It would be interesting working in ML with texts of a certain quality, for example literary and philosophical works. It would be even better, only dreaming: If we could make the machine understand and practice dialectical thinking. Being is the contrary of nothing, but it is also the same … But this, well, first we have to get the texts into the right format.
Hegel wrote in German, but most of the scholars who read his books, somebody does! will read them in translation, mostly in English, maybe in Chinese.

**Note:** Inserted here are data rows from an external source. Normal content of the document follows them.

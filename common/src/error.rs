// Copyright (C) 2024 Nicola Dardanis <nicdard@gmail.com>
//
// This program is free software: you can redistribute it and/or modify it under
// the terms of the GNU General Public License as published by the Free Software
// Foundation, version 3.
//
// This program is distributed in the hope that it will be useful, but WITHOUT
// ANY WARRANTY; without even the implied warranty of MERCHANTABILITY or FITNESS
// FOR A PARTICULAR PURPOSE. See the GNU General Public License for more details.
//
// You should have received a copy of the GNU General Public License along with
// this program. If not, see <https://www.gnu.org/licenses/>.
//
use std::{io, path::PathBuf};

use thiserror::Error;

use crate::crypto::{MAX_KEY_BITS, MIN_KEY_BITS};

/// Every way a run of the generator can fail.
/// None of them is recovered from: the error travels up to the binary, which reports it and exits.
#[derive(Error, Debug)]
pub enum Error {
    /// The identifier is missing or cannot name a directory.
    #[error("{0}")]
    Argument(String),
    /// Creating the output directory or one of the artifacts failed.
    #[error("filesystem error on `{}`: {source}", path.display())]
    Filesystem {
        path: PathBuf,
        #[source]
        source: io::Error,
    },
    #[error("an RSA key of {0} bits is not supported, the size must be between {min} and {max} bits", min = MIN_KEY_BITS, max = MAX_KEY_BITS)]
    KeySize(usize),
    #[error("couldn't generate the RSA private key: {0}")]
    KeyGeneration(#[from] rsa::Error),
    #[error("couldn't encode the RSA private key: {0}")]
    KeyEncoding(String),
    /// The certificate signing request couldn't be built or signed.
    #[error("couldn't sign the certificate request: {0}")]
    Signing(#[from] rcgen::Error),
    #[error(transparent)]
    Template(#[from] TemplateError),
    #[error("invalid configuration: {0}")]
    Config(#[from] Box<figment::Error>),
}

/// Failures of the manifest template collaborator.
#[derive(Error, Debug)]
pub enum TemplateError {
    #[error("couldn't read the template `{}`: {source}", path.display())]
    Read {
        path: PathBuf,
        #[source]
        source: io::Error,
    },
    #[error("unclosed action at line {line} of the template")]
    Unclosed { line: usize },
    #[error("unsupported action `{action}` at line {line} of the template, expected `{{{{ .Name }}}}` or `{{{{ .Request }}}}`")]
    UnknownField { line: usize, action: String },
}

impl Error {
    /// Wrap an I/O error with the path it happened on.
    pub fn filesystem(path: impl Into<PathBuf>, source: io::Error) -> Self {
        Error::Filesystem {
            path: path.into(),
            source,
        }
    }

    /// Whether this error means the artifacts of a previous run are in the way.
    pub fn is_already_exists(&self) -> bool {
        matches!(self, Error::Filesystem { source, .. } if source.kind() == io::ErrorKind::AlreadyExists)
    }
}

impl From<figment::Error> for Error {
    fn from(e: figment::Error) -> Self {
        Error::Config(Box::new(e))
    }
}

pub type Result<T> = std::result::Result<T, Error>;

We know translating philosophical texts is an arduous task. We know many of these transpositions in other languages are misleading. As they should mirror both the ideas and the language, often they give neither. But judging is not my task here. When we talk about Hegel or dialectical thinking as an existing thing, we are talking about something not a priori
definable by “original texts” or “author’s intentions”. Rather, we have to refer to what people have read and think somewhere in the world, it may be in German or in other languages.
I will start with the translation of the “Phenomenology of Spirit” elaborated by William Wallace. Simply, it is the first one I have found when searching on the Net. I also feel attracted by a philosopher who died after a bicycle incident.
Having extracted the text from Gutenberg (as plain text, cutting off everything not written by Hegel) and saved it, we can (ok, after having tokenized and constructed the dfm with R
quanteda) make the machine produce a first statistics. It looks like this:
> textstat_frequency(phen_feat, n=20)
feature frequency rank docfreq group
1 the 8896 1 8896 all
2 of 5859 2 5859 all
3 and 4551 3 4551 all
4 is 3236 4 3236 all
5 in 2992 5 2992 all
6 to 2733 6 2733 all
7 a 2337 7 2337 all
8 it 1983 8 1983 all
9 as 1787 9 1787 all
10 which 1475 10 1475 all
A list of “stopwords”, the functional words without specific meaning, like articles, conjunctions and auxiliary verbs. How can we find the words that would characterize Hegel’s text? “Easy!” most data analysts will reply. “Let us just remove the ‘stopwords’”: But a quick test with the “stopword” package named Snowball, the most widely used, evidences our particular difficulty.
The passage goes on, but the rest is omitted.